An curious aspect of the above thesis is how much hostility the idea often receives among moderately well-educated citizens of advanced nations. Perhaps the idea is too shocking. Or perhaps some people feel that they have never been geniuses and (however erroneously) that they could never be geniuses.

Still, I have some comments on this observation from at least one earnest critic, so I thought I'd add his comments below, along with my response.

"If the world were doing half as well as golden age Athens with at least 200,000 great geniuses puttering around out there, they would have already stood the planet on its head."

Issue A: You can't meaningfully compare the average intelligence of the entire
world now against that of a single city, centuries ago. Geniuses aren't seeded
in an equidistant fashion.
Comment A: Perhaps not, but does that matter? If Phideas, the master architect of the Parthenon, made colossal strides in the development of architecture and engineering with its construction... does it really matter if the people of Athens actually had a lower average intelligence than we do here in the U.S.? Wouldn't that fact just make his accomplishments that much more impressive? (And I doubt they were all that dim, by any reasonable scale. There were also other, lesser geniuses in Athens at the time, making major breakthroughs in fields such as sculpture. And their educational methods were obviously pretty fruitful.)

More to the point, if the people of Athens were in some ways more enlightened than we are, and producing more geniuses, despite all our advantages in terms of wealth, knowledge and technology -- shouldn't we be trying to figure out how they did all that? And replicate it? If not improve on it? :)

Issue B: Being a genius ain't all it's cracked up to be.
While some great minds have certainly faced persecution or other trials in the past, our lads there in Athens seemed to enjoy their lifestyle well enough. And those are exactly the kinds of people who can contribute more to the welfare of society. Would it really hurt if the world contained, say, 400,000 world-class geniuses?

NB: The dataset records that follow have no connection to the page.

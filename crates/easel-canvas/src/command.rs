//! Command-pattern edits over a canvas layer, with a commit log driving
//! undo and redo.

use easel_core::EaselError;
use easel_geom::{Coord, Point, PolyNode, Shape};

use crate::gobject::{GObject, GObjectId};
use crate::layer::CanvasLayer;

pub trait ViewportCommand {
    fn apply(&mut self, layer: &mut CanvasLayer) -> Result<(), EaselError>;
    fn revert(&mut self, layer: &mut CanvasLayer) -> Result<(), EaselError>;
    fn describe(&self) -> String;
}

/// Place a shape on the layer. Remembers the assigned id so a revert
/// removes exactly what was added.
pub struct AddObject {
    shape: Shape,
    name: Option<String>,
    id: Option<GObjectId>,
}

impl AddObject {
    pub fn new(shape: Shape, name: Option<String>) -> Self {
        AddObject {
            shape,
            name,
            id: None,
        }
    }

    pub fn id(&self) -> Option<GObjectId> {
        self.id
    }
}

impl ViewportCommand for AddObject {
    fn apply(&mut self, layer: &mut CanvasLayer) -> Result<(), EaselError> {
        match self.id {
            // Redo after an undo restores the object under its old id.
            Some(id) => {
                layer.insert(GObject {
                    id,
                    name: self.name.clone(),
                    shape: self.shape.clone(),
                });
            }
            None => {
                self.id = Some(layer.add(self.shape.clone(), self.name.clone()));
            }
        }
        Ok(())
    }

    fn revert(&mut self, layer: &mut CanvasLayer) -> Result<(), EaselError> {
        let id = self
            .id
            .ok_or_else(|| EaselError::io("revert of an AddObject that never applied"))?;
        layer
            .remove(id)
            .ok_or_else(|| EaselError::io(format!("object {id} is gone")))?;
        Ok(())
    }

    fn describe(&self) -> String {
        format!("add {}", self.shape.kind_name())
    }
}

/// Remove an object, keeping it around for revert.
pub struct RemoveObject {
    id: GObjectId,
    removed: Option<GObject>,
}

impl RemoveObject {
    pub fn new(id: GObjectId) -> Self {
        RemoveObject { id, removed: None }
    }
}

impl ViewportCommand for RemoveObject {
    fn apply(&mut self, layer: &mut CanvasLayer) -> Result<(), EaselError> {
        self.removed = Some(
            layer
                .remove(self.id)
                .ok_or_else(|| EaselError::io(format!("object {} is gone", self.id)))?,
        );
        Ok(())
    }

    fn revert(&mut self, layer: &mut CanvasLayer) -> Result<(), EaselError> {
        let object = self
            .removed
            .take()
            .ok_or_else(|| EaselError::io("revert of a RemoveObject that never applied"))?;
        layer.insert(object);
        Ok(())
    }

    fn describe(&self) -> String {
        format!("remove #{}", self.id)
    }
}

/// Shift an object by a grid vector.
pub struct Translate {
    id: GObjectId,
    dx: Coord,
    dy: Coord,
}

impl Translate {
    pub fn new(id: GObjectId, dx: Coord, dy: Coord) -> Self {
        Translate { id, dx, dy }
    }

    fn shift(&self, layer: &mut CanvasLayer, dx: Coord, dy: Coord) -> Result<(), EaselError> {
        let object = layer
            .get_mut(self.id)
            .ok_or_else(|| EaselError::io(format!("object {} is gone", self.id)))?;
        let d = Point::new(dx, dy);
        object.shape = translate_shape(&object.shape, d);
        Ok(())
    }
}

impl ViewportCommand for Translate {
    fn apply(&mut self, layer: &mut CanvasLayer) -> Result<(), EaselError> {
        self.shift(layer, self.dx, self.dy)
    }

    fn revert(&mut self, layer: &mut CanvasLayer) -> Result<(), EaselError> {
        self.shift(layer, -self.dx, -self.dy)
    }

    fn describe(&self) -> String {
        format!("move #{} by ({}, {})", self.id, self.dx, self.dy)
    }
}

fn translate_shape(shape: &Shape, d: Point) -> Shape {
    match shape {
        Shape::Segment(s) => Shape::segment(s.a + d, s.b + d),
        Shape::Arc(s) => Shape::Arc(easel_geom::ArcSegment::new(
            s.center + d,
            s.from + d,
            s.to + d,
            s.radius,
            s.range.ccw,
        )),
        Shape::Circle(s) => Shape::circle(s.center + d, s.radius),
        Shape::Polygon(s) => Shape::polygon(s.points.iter().map(|&p| p + d)),
        Shape::Complex(s) => Shape::complex_polygon(s.nodes.iter().map(|n| match *n {
            PolyNode::Corner(p) => PolyNode::Corner(p + d),
            PolyNode::Arc { point, radius, ccw } => PolyNode::Arc {
                point: point + d,
                radius,
                ccw,
            },
        })),
    }
}

/// Applied commands with an undo/redo cursor. Committing while undone
/// history exists discards the redo tail.
#[derive(Default)]
pub struct CommitLog {
    commands: Vec<Box<dyn ViewportCommand>>,
    cursor: usize,
}

impl CommitLog {
    pub fn new() -> Self {
        CommitLog::default()
    }

    pub fn commit(
        &mut self,
        mut command: Box<dyn ViewportCommand>,
        layer: &mut CanvasLayer,
    ) -> Result<(), EaselError> {
        command.apply(layer)?;
        self.push_applied(command);
        Ok(())
    }

    /// Record a command that the caller already applied (used when the
    /// caller needs state off the command, like an assigned id).
    pub fn push_applied(&mut self, command: Box<dyn ViewportCommand>) {
        self.commands.truncate(self.cursor);
        self.commands.push(command);
        self.cursor += 1;
    }

    pub fn undo(&mut self, layer: &mut CanvasLayer) -> Result<bool, EaselError> {
        if self.cursor == 0 {
            return Ok(false);
        }
        self.cursor -= 1;
        self.commands[self.cursor].revert(layer)?;
        Ok(true)
    }

    pub fn redo(&mut self, layer: &mut CanvasLayer) -> Result<bool, EaselError> {
        if self.cursor == self.commands.len() {
            return Ok(false);
        }
        self.commands[self.cursor].apply(layer)?;
        self.cursor += 1;
        Ok(true)
    }

    pub fn len(&self) -> usize {
        self.commands.len()
    }

    pub fn is_empty(&self) -> bool {
        self.commands.is_empty()
    }

    pub fn history(&self) -> Vec<String> {
        self.commands.iter().map(|c| c.describe()).collect()
    }
}

#[cfg(test)]
mod tests {
    use super::*;

    #[test]
    fn add_undo_redo_cycle() {
        let mut layer = CanvasLayer::new();
        let mut log = CommitLog::new();
        log.commit(
            Box::new(AddObject::new(Shape::circle(Point::new(0, 0), 5), None)),
            &mut layer,
        )
        .unwrap();
        assert_eq!(layer.len(), 1);

        assert!(log.undo(&mut layer).unwrap());
        assert_eq!(layer.len(), 0);
        assert!(!log.undo(&mut layer).unwrap());

        assert!(log.redo(&mut layer).unwrap());
        assert_eq!(layer.len(), 1);
        assert!(!log.redo(&mut layer).unwrap());
    }

    #[test]
    fn commit_discards_redo_tail() {
        let mut layer = CanvasLayer::new();
        let mut log = CommitLog::new();
        log.commit(
            Box::new(AddObject::new(Shape::circle(Point::new(0, 0), 1), None)),
            &mut layer,
        )
        .unwrap();
        log.commit(
            Box::new(AddObject::new(Shape::circle(Point::new(9, 9), 1), None)),
            &mut layer,
        )
        .unwrap();
        log.undo(&mut layer).unwrap();
        assert_eq!(layer.len(), 1);

        log.commit(
            Box::new(AddObject::new(Shape::circle(Point::new(5, 5), 1), None)),
            &mut layer,
        )
        .unwrap();
        assert_eq!(log.len(), 2);
        assert!(!log.redo(&mut layer).unwrap());
    }

    #[test]
    fn remove_and_translate_revert_exactly() {
        let mut layer = CanvasLayer::new();
        let mut log = CommitLog::new();
        let id = layer.add(Shape::segment(Point::new(0, 0), Point::new(10, 0)), None);

        log.commit(Box::new(Translate::new(id, 3, 4)), &mut layer)
            .unwrap();
        assert_eq!(
            layer.get(id).unwrap().shape,
            Shape::segment(Point::new(3, 4), Point::new(13, 4))
        );

        log.commit(Box::new(RemoveObject::new(id)), &mut layer)
            .unwrap();
        assert!(layer.get(id).is_none());

        log.undo(&mut layer).unwrap(); // un-remove
        assert!(layer.get(id).is_some());
        log.undo(&mut layer).unwrap(); // un-translate
        assert_eq!(
            layer.get(id).unwrap().shape,
            Shape::segment(Point::new(0, 0), Point::new(10, 0))
        );
    }
}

For an example of someone living who might fall into this category, Dr. Nakamatsu of Japan has created well over 1000 inventions (those may just be the ones he's patented). These include a number of minor innovations, such as the hard disc, the floppy disc and the disc drive.

Imagine what 400,000 people that productive, working for the interest of the entire world, could accomplish.

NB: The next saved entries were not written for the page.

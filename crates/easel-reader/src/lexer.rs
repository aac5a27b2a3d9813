use easel_core::{BinaryOp, EaselError, Span};

#[derive(Debug, Clone, PartialEq)]
pub enum Token {
    LParen,
    RParen,
    Int(i64),
    Float(f64),
    Str(String),
    Ident(String),
    Let,
    Def,
    Ellipsis,
    Operator(BinaryOp),
}

#[derive(Debug, Clone)]
pub struct SpannedToken {
    pub token: Token,
    pub span: Span,
}

fn is_ident_start(ch: char) -> bool {
    ch.is_alphabetic() || ch == '_'
}

fn is_ident_char(ch: char) -> bool {
    ch.is_alphanumeric() || ch == '_'
}

pub fn tokenize(input: &str) -> Result<Vec<SpannedToken>, EaselError> {
    let mut tokens = Vec::new();
    let chars: Vec<char> = input.chars().collect();
    let mut i = 0;
    let mut line = 1;
    let mut col = 1;

    while i < chars.len() {
        let ch = chars[i];
        let span = Span::point(line, col);

        match ch {
            ' ' | '\t' | '\r' => {
                col += 1;
                i += 1;
            }
            '\n' => {
                line += 1;
                col = 1;
                i += 1;
            }

            // Comments
            ';' => {
                while i < chars.len() && chars[i] != '\n' {
                    i += 1;
                }
            }

            '(' => {
                col += 1;
                i += 1;
                tokens.push(SpannedToken {
                    token: Token::LParen,
                    span,
                });
            }
            ')' => {
                col += 1;
                i += 1;
                tokens.push(SpannedToken {
                    token: Token::RParen,
                    span,
                });
            }

            // Strings
            '"' => {
                let mut s = String::new();
                i += 1;
                col += 1;
                while i < chars.len() && chars[i] != '"' {
                    if chars[i] == '\\' {
                        i += 1;
                        col += 1;
                        if i >= chars.len() {
                            return Err(EaselError::lex("unterminated string", span));
                        }
                        let esc = match chars[i] {
                            'n' => '\n',
                            't' => '\t',
                            'r' => '\r',
                            '0' => '\0',
                            '\\' => '\\',
                            '"' => '"',
                            other => {
                                return Err(EaselError::lex(
                                    format!("unknown string escape '\\{other}'"),
                                    Span::point(line, col),
                                ));
                            }
                        };
                        s.push(esc);
                    } else {
                        if chars[i] == '\n' {
                            line += 1;
                            col = 0;
                        }
                        s.push(chars[i]);
                    }
                    i += 1;
                    col += 1;
                }
                if i >= chars.len() {
                    return Err(EaselError::lex("unterminated string", span));
                }
                i += 1; // closing quote
                col += 1;
                tokens.push(SpannedToken {
                    token: Token::Str(s),
                    span,
                });
            }

            // Numbers (always nonnegative; minus is an operator)
            '0'..='9' => {
                let token = read_number(&chars, &mut i, &mut col, span)?;
                tokens.push(SpannedToken { token, span });
            }

            '.' if chars.get(i + 1) == Some(&'.') && chars.get(i + 2) == Some(&'.') => {
                i += 3;
                col += 3;
                tokens.push(SpannedToken {
                    token: Token::Ellipsis,
                    span,
                });
            }

            _ if is_ident_start(ch) => {
                let start = i;
                while i < chars.len() && is_ident_char(chars[i]) {
                    i += 1;
                    col += 1;
                }
                let word: String = chars[start..i].iter().collect();
                let token = match word.as_str() {
                    "let" => Token::Let,
                    "def" => Token::Def,
                    _ => Token::Ident(word),
                };
                tokens.push(SpannedToken { token, span });
            }

            // Operators, longest match first.
            _ => {
                let two: String = chars[i..chars.len().min(i + 2)].iter().collect();
                let (sym, width) = match two.as_str() {
                    "<<" | ">>" | "<=" | ">=" | "==" | "!=" | "&&" | "||" => (two.as_str(), 2),
                    _ => {
                        let one = &two[..ch.len_utf8()];
                        match one {
                            "+" | "-" | "*" | "/" | "%" | "<" | ">" | "^" | "|" | "~" | "&" => {
                                (one, 1)
                            }
                            _ => {
                                return Err(EaselError::lex(
                                    format!("unexpected character '{ch}'"),
                                    span,
                                ));
                            }
                        }
                    }
                };
                let op = BinaryOp::from_symbol(sym)
                    .expect("operator table covers every accepted symbol");
                i += width;
                col += width;
                tokens.push(SpannedToken {
                    token: Token::Operator(op),
                    span,
                });
            }
        }
    }

    Ok(tokens)
}

/// Integer (decimal, `0x` hex, `0b` binary, leading-zero octal) or float
/// literal. Integer overflow is reported at lex time.
fn read_number(
    chars: &[char],
    i: &mut usize,
    col: &mut usize,
    span: Span,
) -> Result<Token, EaselError> {
    // Radix prefixes.
    if chars[*i] == '0' && *i + 1 < chars.len() && matches!(chars[*i + 1], 'x' | 'X' | 'b' | 'B') {
        let radix = if matches!(chars[*i + 1], 'x' | 'X') { 16 } else { 2 };
        *i += 2;
        *col += 2;
        let start = *i;
        while *i < chars.len() && chars[*i].is_ascii_hexdigit() {
            *i += 1;
            *col += 1;
        }
        let digits: String = chars[start..*i].iter().collect();
        if digits.is_empty() {
            return Err(EaselError::lex("number literal has no digits", span));
        }
        return i64::from_str_radix(&digits, radix)
            .map(Token::Int)
            .map_err(|_| EaselError::lex(format!("integer literal '{digits}' overflows"), span));
    }

    let start = *i;
    while *i < chars.len() && chars[*i].is_ascii_digit() {
        *i += 1;
        *col += 1;
    }

    // Fractional part or exponent makes it a float.
    let mut is_float = false;
    if *i + 1 < chars.len() && chars[*i] == '.' && chars[*i + 1].is_ascii_digit() {
        is_float = true;
        *i += 1;
        *col += 1;
        while *i < chars.len() && chars[*i].is_ascii_digit() {
            *i += 1;
            *col += 1;
        }
    }
    if *i < chars.len() && matches!(chars[*i], 'e' | 'E') {
        let mut j = *i + 1;
        if j < chars.len() && matches!(chars[j], '+' | '-') {
            j += 1;
        }
        if j < chars.len() && chars[j].is_ascii_digit() {
            is_float = true;
            *col += j - *i;
            *i = j;
            while *i < chars.len() && chars[*i].is_ascii_digit() {
                *i += 1;
                *col += 1;
            }
        }
    }

    let text: String = chars[start..*i].iter().collect();
    if is_float {
        return text
            .parse::<f64>()
            .map(Token::Float)
            .map_err(|_| EaselError::lex(format!("malformed float literal '{text}'"), span));
    }

    // Leading zero and more digits: octal.
    if text.len() > 1 && text.starts_with('0') {
        let digits = &text[1..];
        if digits.chars().any(|c| !('0'..='7').contains(&c)) {
            return Err(EaselError::lex(
                format!("invalid octal literal '{text}'"),
                span,
            ));
        }
        return i64::from_str_radix(digits, 8)
            .map(Token::Int)
            .map_err(|_| EaselError::lex(format!("integer literal '{text}' overflows"), span));
    }

    text.parse::<i64>()
        .map(Token::Int)
        .map_err(|_| EaselError::lex(format!("integer literal '{text}' overflows"), span))
}

#[cfg(test)]
mod tests {
    use super::*;

    fn toks(src: &str) -> Vec<Token> {
        tokenize(src).unwrap().into_iter().map(|t| t.token).collect()
    }

    #[test]
    fn integer_radices() {
        assert_eq!(toks("42"), vec![Token::Int(42)]);
        assert_eq!(toks("0x2a"), vec![Token::Int(42)]);
        assert_eq!(toks("0X2A"), vec![Token::Int(42)]);
        assert_eq!(toks("0b101010"), vec![Token::Int(42)]);
        assert_eq!(toks("052"), vec![Token::Int(42)]);
        assert_eq!(toks("0"), vec![Token::Int(0)]);
    }

    #[test]
    fn integer_overflow_is_a_lex_error() {
        assert!(tokenize("9223372036854775808").is_err());
        assert!(tokenize("0xffffffffffffffff").is_err());
        // Max value still fits.
        assert_eq!(toks("9223372036854775807"), vec![Token::Int(i64::MAX)]);
    }

    #[test]
    fn bad_octal_digit() {
        assert!(tokenize("089").is_err());
    }

    #[test]
    fn float_literals() {
        assert_eq!(toks("1.5"), vec![Token::Float(1.5)]);
        assert_eq!(toks("2e3"), vec![Token::Float(2000.0)]);
        assert_eq!(toks("1.25e-2"), vec![Token::Float(0.0125)]);
    }

    #[test]
    fn strings_and_escapes() {
        assert_eq!(
            toks(r#""hi\n\t\"there\"""#),
            vec![Token::Str("hi\n\t\"there\"".into())]
        );
        assert!(tokenize("\"open").is_err());
        assert!(tokenize(r#""bad \q""#).is_err());
    }

    #[test]
    fn operators_longest_match() {
        use easel_core::BinaryOp as B;
        assert_eq!(
            toks("<< >> <= >= == != && || < > + - * / % ^ | ~ &"),
            vec![
                Token::Operator(B::Shl),
                Token::Operator(B::Shr),
                Token::Operator(B::Le),
                Token::Operator(B::Ge),
                Token::Operator(B::Eq),
                Token::Operator(B::Ne),
                Token::Operator(B::And),
                Token::Operator(B::Or),
                Token::Operator(B::Lt),
                Token::Operator(B::Gt),
                Token::Operator(B::Add),
                Token::Operator(B::Sub),
                Token::Operator(B::Mul),
                Token::Operator(B::Div),
                Token::Operator(B::Mod),
                Token::Operator(B::BitXor),
                Token::Operator(B::BitOr),
                Token::Operator(B::BitNot),
                Token::Operator(B::BitAnd),
            ]
        );
    }

    #[test]
    fn keywords_idents_and_comments() {
        assert_eq!(
            toks("(let answer 42) ; trailing\ndef done ..."),
            vec![
                Token::LParen,
                Token::Let,
                Token::Ident("answer".into()),
                Token::Int(42),
                Token::RParen,
                Token::Def,
                Token::Ident("done".into()),
                Token::Ellipsis,
            ]
        );
    }

    #[test]
    fn spans_track_lines() {
        let tokens = tokenize("(\n  foo)").unwrap();
        assert_eq!(tokens[0].span.line, 1);
        assert_eq!(tokens[1].span.line, 2);
        assert_eq!(tokens[1].span.col, 3);
    }
}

Or, in a more negative scenario, working hard to crush their rivals and dominate the globe. Perhaps because people of good will chose to ignore the opportunity to improve education for the good of all, and instead let people with a different agenda take the lead in this "super- education."

Which wouldn't be all that hard, mind you. The Socratic Method has been around for about 2300 years, but people haven't made much use of it since the decline of Athens. Throw in all the other methods for improving intelligence, learning and/or creativity than have been devised over the last couple millenia, and someone could do quite a job of manufacturing brilliance.